Huang further teaches “wherein total numbers of layers of the plurality of candidate deep learning models are different; and/or layer numbers of output layers of the plurality of candidate deep learning models are different; and/or training parameters for training the plurality of candidate deep learning models are at least partially different”: Huang, paragraph 0113 - 0114, “As another example of the disclosure, for each model framework corresponding to the task type that matches the user's requirements, optimal hyperparameter combination of each model framework may be obtained through a manner of hyperparameter optimization, and the model framework performing best and its optimal hyperparameter combination may be selected. For example, for each model framework corresponding to the task type that matches the user's needs, algorithms such as grid search, random search, and Bayesian optimization may be used to set different hyperparameter combinations, the model may be trained with the training samples, the model is tested. The set of hyperparameters of the model that performs best (for example, the model can be evaluated based on test indicators such as accuracy and loss) can be used as the optimal hyperparameter combination under the model framework [training parameters for training the plurality of candidate deep learning models are at least partially different]. The optimal hyperparameter combinations under different model frameworks are compared with each other to select the model framework with the best performance (such as high accuracy and low loss) and its optimal hyperparameter combination. The model framework is a framework for training models based on machine learning algorithms. Based on the selected model framework, training samples can be used for the model training.”
Regarding claim 10:
Huang teaches “the method according to claim 1.”
Huang further teaches “wherein the task comprises a search task, and the target deep learning model comprises a deep learning model for a neural search”: Huang, paragraph 0032, “Therefore, selecting a model matching the user's predicted target may refer to selecting the model matching the user's predicted target from previously trained models. The predicted target refers to predicted functions achieved by the model trained based on the user's desires. For example, in a case a function achieved by the model trained based on the user's desires is identifying cats in an image, the predicted target is ‘identifying cats in an image’ [wherein the task comprises a search task]. The model matching the user's predicted target refers to a model that can achieve the same or similar functions as the predicted target [the target deep learning model comprises a deep learning model for a neural search]. For example, in a case that the user's predicted target is ‘identifying cats in an image’, a previously trained model that is used for identifying cats in an image may be used as the model matching the user's predicted target, or a previously trained model used for identifying other types of animals (such as dogs, pigs or the like) can be used as the model matching the user's predicted target.”
Regarding claim 11:
Huang teaches “the method according to claim 10.”

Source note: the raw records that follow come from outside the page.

//! Column sets and human-readable labels for report fields.

use crate::aggregate::{LocalHostRecord, PointToPointRecord, RawRecord};
use crate::model::ProtocolTuple;
use crate::settings::{ProtocolGroup, SortKey};

/// A report column.
#[derive(Debug, Clone, Copy, PartialEq, Eq, Hash)]
pub enum Field {
    LocalIp,
    RemoteIp,
    EndTime,
    BeginTime,
    TcpPortCount,
    UdpPortCount,
    TcpTuples,
    UdpTuples,
    Connections,
    Sessions,
    TcpPorts,
    TcpPackets,
    TcpOctets,
    UdpPorts,
    UdpPackets,
    UdpOctets,
    AllPorts,
    AllPackets,
    AllOctets,
}

impl Field {
    pub fn as_str(&self) -> &'static str {
        match self {
            Self::LocalIp => "local-ip",
            Self::RemoteIp => "remote-ip",
            Self::EndTime => "end-time",
            Self::BeginTime => "begin-time",
            Self::TcpPortCount => "tcp-port-count",
            Self::UdpPortCount => "udp-port-count",
            Self::TcpTuples => "tcp-tuples",
            Self::UdpTuples => "udp-tuples",
            Self::Connections => "connections",
            Self::Sessions => "sessions",
            Self::TcpPorts => "tcp-ports",
            Self::TcpPackets => "tcp-packets",
            Self::TcpOctets => "tcp-octets",
            Self::UdpPorts => "udp-ports",
            Self::UdpPackets => "udp-packets",
            Self::UdpOctets => "udp-octets",
            Self::AllPorts => "all-ports",
            Self::AllPackets => "all-packets",
            Self::AllOctets => "all-octets",
        }
    }

    pub fn label(&self) -> String {
        label(self.as_str())
    }
}

impl std::fmt::Display for Field {
    fn fmt(&self, f: &mut std::fmt::Formatter<'_>) -> std::fmt::Result {
        write!(f, "{}", self.as_str())
    }
}

const RAW_FIELDS: [Field; 8] = [
    Field::LocalIp,
    Field::RemoteIp,
    Field::EndTime,
    Field::BeginTime,
    Field::TcpPortCount,
    Field::UdpPortCount,
    Field::TcpTuples,
    Field::UdpTuples,
];
const TCP_FIELDS: [Field; 3] = [Field::TcpPorts, Field::TcpPackets, Field::TcpOctets];
const UDP_FIELDS: [Field; 3] = [Field::UdpPorts, Field::UdpPackets, Field::UdpOctets];
const ALL_FIELDS: [Field; 3] = [Field::AllPorts, Field::AllPackets, Field::AllOctets];

fn group_fields(group: ProtocolGroup) -> &'static [Field] {
    match group {
        ProtocolGroup::Tcp => &TCP_FIELDS,
        ProtocolGroup::Udp => &UDP_FIELDS,
        ProtocolGroup::All => &ALL_FIELDS,
    }
}

/// Ordered columns for a sort key.
///
/// With `headers` set, per-protocol keys show only their own protocol's
/// counters; otherwise they show every counter.
pub fn fields_for(key: SortKey, headers: bool) -> Vec<Field> {
    match (key, key.protocol()) {
        (SortKey::Raw, _) => RAW_FIELDS.to_vec(),
        (_, None) => {
            let mut fields = vec![Field::LocalIp, Field::Connections, Field::Sessions];
            fields.extend_from_slice(&ALL_FIELDS[1..]);
            fields.extend_from_slice(&TCP_FIELDS);
            fields.extend_from_slice(&UDP_FIELDS);
            fields
        }
        (_, Some(group)) => {
            let mut fields = vec![Field::LocalIp, Field::RemoteIp];
            if headers {
                fields.extend_from_slice(group_fields(group));
            } else {
                fields.extend_from_slice(&TCP_FIELDS);
                fields.extend_from_slice(&UDP_FIELDS);
                fields.extend_from_slice(&ALL_FIELDS);
            }
            fields
        }
    }
}

/// Human-readable label for a field, filter or setting name. Unknown names
/// are title-cased.
pub fn label(name: &str) -> String {
    let known = match name {
        "sort-key" => "Sort Key",
        "threshold" => "Threshold",
        "local-ip" => "Local IP",
        "remote-ip" => "Remote IP",
        "source-port" => "Source Port",
        "destination-port" => "Destination Port",
        "begin-time" => "Beginning Time",
        "end-time" => "Ending Time",
        "latest" => "Latest Time",
        "tcp-tuples" => "TCP Ports",
        "udp-tuples" => "UDP Ports",
        "tcp-port-count" | "tcp-ports" => "# TCP Ports",
        "udp-port-count" | "udp-ports" => "# UDP Ports",
        "tcp-packets" => "# TCP Packets",
        "tcp-octets" => "# TCP Octets",
        "udp-packets" => "# UDP Packets",
        "udp-octets" => "# UDP Octets",
        "all-ports" => "# All Ports",
        "all-packets" => "# All Packets",
        "all-octets" => "# All Octets",
        _ => return title_case(name),
    };
    known.to_string()
}

fn title_case(name: &str) -> String {
    let mut out = String::with_capacity(name.len());
    let mut word_start = true;
    for c in name.chars() {
        if c.is_alphabetic() {
            if word_start {
                out.extend(c.to_uppercase());
            } else {
                out.extend(c.to_lowercase());
            }
            word_start = false;
        } else {
            out.push(c);
            word_start = true;
        }
    }
    out
}

/// Field lookup for rendering a record as a table row.
pub trait Columns {
    fn value(&self, field: Field) -> Option<String>;
}

impl Columns for RawRecord {
    fn value(&self, field: Field) -> Option<String> {
        Some(match field {
            Field::LocalIp => self.local_ip.to_string(),
            Field::RemoteIp => self.remote_ip.to_string(),
            Field::EndTime => self.end_time.clone(),
            Field::BeginTime => self.begin_time.clone(),
            Field::TcpPortCount => self.tcp_port_count.to_string(),
            Field::UdpPortCount => self.udp_port_count.to_string(),
            Field::TcpTuples => summarize_tuples(&self.tcp_tuples),
            Field::UdpTuples => summarize_tuples(&self.udp_tuples),
            _ => return None,
        })
    }
}

impl Columns for PointToPointRecord {
    fn value(&self, field: Field) -> Option<String> {
        let n = match field {
            Field::LocalIp => return Some(self.local_ip.to_string()),
            Field::RemoteIp => return Some(self.remote_ip.to_string()),
            Field::TcpPorts => self.tcp_ports,
            Field::TcpPackets => self.tcp_packets,
            Field::TcpOctets => self.tcp_octets,
            Field::UdpPorts => self.udp_ports,
            Field::UdpPackets => self.udp_packets,
            Field::UdpOctets => self.udp_octets,
            Field::AllPorts => self.all_ports,
            Field::AllPackets => self.all_packets,
            Field::AllOctets => self.all_octets,
            _ => return None,
        };
        Some(n.to_string())
    }
}

impl Columns for LocalHostRecord {
    fn value(&self, field: Field) -> Option<String> {
        let n = match field {
            Field::LocalIp => return Some(self.local_ip.to_string()),
            Field::Connections => self.connections,
            Field::Sessions => self.sessions,
            Field::TcpPorts => self.tcp_ports,
            Field::TcpPackets => self.tcp_packets,
            Field::TcpOctets => self.tcp_octets,
            Field::UdpPorts => self.udp_ports,
            Field::UdpPackets => self.udp_packets,
            Field::UdpOctets => self.udp_octets,
            Field::AllPackets => self.all_packets,
            Field::AllOctets => self.all_octets,
            _ => return None,
        };
        Some(n.to_string())
    }
}

/// Compact "tuples: packets/octets" summary.
fn summarize_tuples(tuples: &[ProtocolTuple]) -> String {
    let packets = tuples
        .iter()
        .fold(0u64, |acc, t| acc.saturating_add(t.packets()));
    let octets = tuples
        .iter()
        .fold(0u64, |acc, t| acc.saturating_add(t.octets()));
    format!("{}: {}p/{}B", tuples.len(), packets, octets)
}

Huang further teaches “wherein the search task comprises one of the following: searching for pictures with texts; searching for texts with texts; searching for pictures with pictures; searching for texts with pictures; and searching for sounds with sounds”: Huang, paragraph 0032, “Therefore, selecting a model matching the user's predicted target may refer to selecting the model matching the user's predicted target from previously trained models. The predicted target refers to predicted functions achieved by the model trained based on the user's desires. For example, in a case a function achieved by the model trained based on the user's desires is identifying cats in an image, the predicted target is ‘identifying cats in an image’ [wherein the search task comprises one of the following: searching for pictures with texts]. The model matching the user's predicted target refers to a model that can achieve the same or similar functions as the predicted target. For example, in a case that the user's predicted target is ‘identifying cats in an image’, a previously trained model that is used for identifying cats in an image may be used as the model matching the user's predicted target, or a previously trained model used for identifying other types of animals (such as dogs, pigs or the like) can be used as the model matching the user's predicted target.”
Regarding claim 20:
Huang teaches “the method according to claim 3.”

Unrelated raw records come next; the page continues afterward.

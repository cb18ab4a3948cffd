//! Report settings: which metric to rank by, the minimum value a record
//! must reach, and the active filters.

use std::str::FromStr;

use serde::{Deserialize, Serialize};

use crate::error::QueryError;
use crate::filter::FilterSpec;

/// Metric and view selector for a report.
#[derive(Debug, Clone, Copy, PartialEq, Eq, Hash, PartialOrd, Ord, Default)]
pub enum SortKey {
    Raw,
    Connections,
    #[default]
    Sessions,
    TcpPorts,
    TcpPackets,
    TcpOctets,
    UdpPorts,
    UdpPackets,
    UdpOctets,
    AllPorts,
    AllPackets,
    AllOctets,
}

impl SortKey {
    pub const ALL: [SortKey; 12] = [
        SortKey::Raw,
        SortKey::Connections,
        SortKey::Sessions,
        SortKey::TcpPorts,
        SortKey::TcpPackets,
        SortKey::TcpOctets,
        SortKey::UdpPorts,
        SortKey::UdpPackets,
        SortKey::UdpOctets,
        SortKey::AllPorts,
        SortKey::AllPackets,
        SortKey::AllOctets,
    ];

    pub fn as_str(&self) -> &'static str {
        match self {
            Self::Raw => "raw",
            Self::Connections => "connections",
            Self::Sessions => "sessions",
            Self::TcpPorts => "tcp-ports",
            Self::TcpPackets => "tcp-packets",
            Self::TcpOctets => "tcp-octets",
            Self::UdpPorts => "udp-ports",
            Self::UdpPackets => "udp-packets",
            Self::UdpOctets => "udp-octets",
            Self::AllPorts => "all-ports",
            Self::AllPackets => "all-packets",
            Self::AllOctets => "all-octets",
        }
    }

    /// The aggregation view this key ranks.
    pub fn view(&self) -> View {
        match self {
            Self::Raw => View::Raw,
            Self::Connections | Self::Sessions => View::LocalHost,
            _ => View::PointToPoint,
        }
    }

    /// Protocol group of a per-protocol metric key.
    pub fn protocol(&self) -> Option<ProtocolGroup> {
        match self {
            Self::TcpPorts | Self::TcpPackets | Self::TcpOctets => Some(ProtocolGroup::Tcp),
            Self::UdpPorts | Self::UdpPackets | Self::UdpOctets => Some(ProtocolGroup::Udp),
            Self::AllPorts | Self::AllPackets | Self::AllOctets => Some(ProtocolGroup::All),
            Self::Raw | Self::Connections | Self::Sessions => None,
        }
    }
}

impl FromStr for SortKey {
    type Err = QueryError;

    fn from_str(s: &str) -> Result<Self, Self::Err> {
        Self::ALL
            .iter()
            .copied()
            .find(|key| key.as_str() == s)
            .ok_or_else(|| QueryError::UnknownSortKey(s.to_string()))
    }
}

impl std::fmt::Display for SortKey {
    fn fmt(&self, f: &mut std::fmt::Formatter<'_>) -> std::fmt::Result {
        write!(f, "{}", self.as_str())
    }
}

impl Serialize for SortKey {
    fn serialize<S: serde::Serializer>(&self, serializer: S) -> Result<S::Ok, S::Error> {
        serializer.serialize_str(self.as_str())
    }
}

impl<'de> Deserialize<'de> for SortKey {
    fn deserialize<D: serde::Deserializer<'de>>(deserializer: D) -> Result<Self, D::Error> {
        let s = String::deserialize(deserializer)?;
        s.parse().map_err(serde::de::Error::custom)
    }
}

/// Counter group selected by the prefix of a metric key.
#[derive(Debug, Clone, Copy, PartialEq, Eq, Hash)]
pub enum ProtocolGroup {
    Tcp,
    Udp,
    All,
}

/// Granularity of a report.
#[derive(Debug, Clone, Copy, PartialEq, Eq, Hash)]
pub enum View {
    /// One row per observed session.
    Raw,
    /// One row per (local, remote) address pair.
    PointToPoint,
    /// One row per local address.
    LocalHost,
}

impl std::fmt::Display for View {
    fn fmt(&self, f: &mut std::fmt::Formatter<'_>) -> std::fmt::Result {
        match self {
            Self::Raw => write!(f, "raw"),
            Self::PointToPoint => write!(f, "point-to-point"),
            Self::LocalHost => write!(f, "local-host"),
        }
    }
}

/// Caller-held report configuration, read by every pipeline stage.
#[derive(Debug, Clone, Default, PartialEq, Eq)]
pub struct Settings {
    pub sort_key: SortKey,
    pub threshold: u64,
    pub filters: FilterSpec,
}

impl Settings {
    pub fn new(sort_key: SortKey, threshold: u64) -> Self {
        Self {
            sort_key,
            threshold,
            filters: FilterSpec::default(),
        }
    }
}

Huang further teaches “wherein the task comprises a search task, and the target deep learning model comprises a deep learning model for a neural search”: Huang, paragraph 0032, “Therefore, selecting a model matching the user's predicted target may refer to selecting the model matching the user's predicted target from previously trained models. The predicted target refers to predicted functions achieved by the model trained based on the user's desires. For example, in a case a function achieved by the model trained based on the user's desires is identifying cats in an image, the predicted target is ‘identifying cats in an image’ [wherein the task comprises a search task]. The model matching the user's predicted target refers to a model that can achieve the same or similar functions as the predicted target [the target deep learning model comprises a deep learning model for a neural search]. For example, in a case that the user's predicted target is ‘identifying cats in an image’, a previously trained model that is used for identifying cats in an image may be used as the model matching the user's predicted target, or a previously trained model used for identifying other types of animals (such as dogs, pigs or the like) can be used as the model matching the user's predicted target.”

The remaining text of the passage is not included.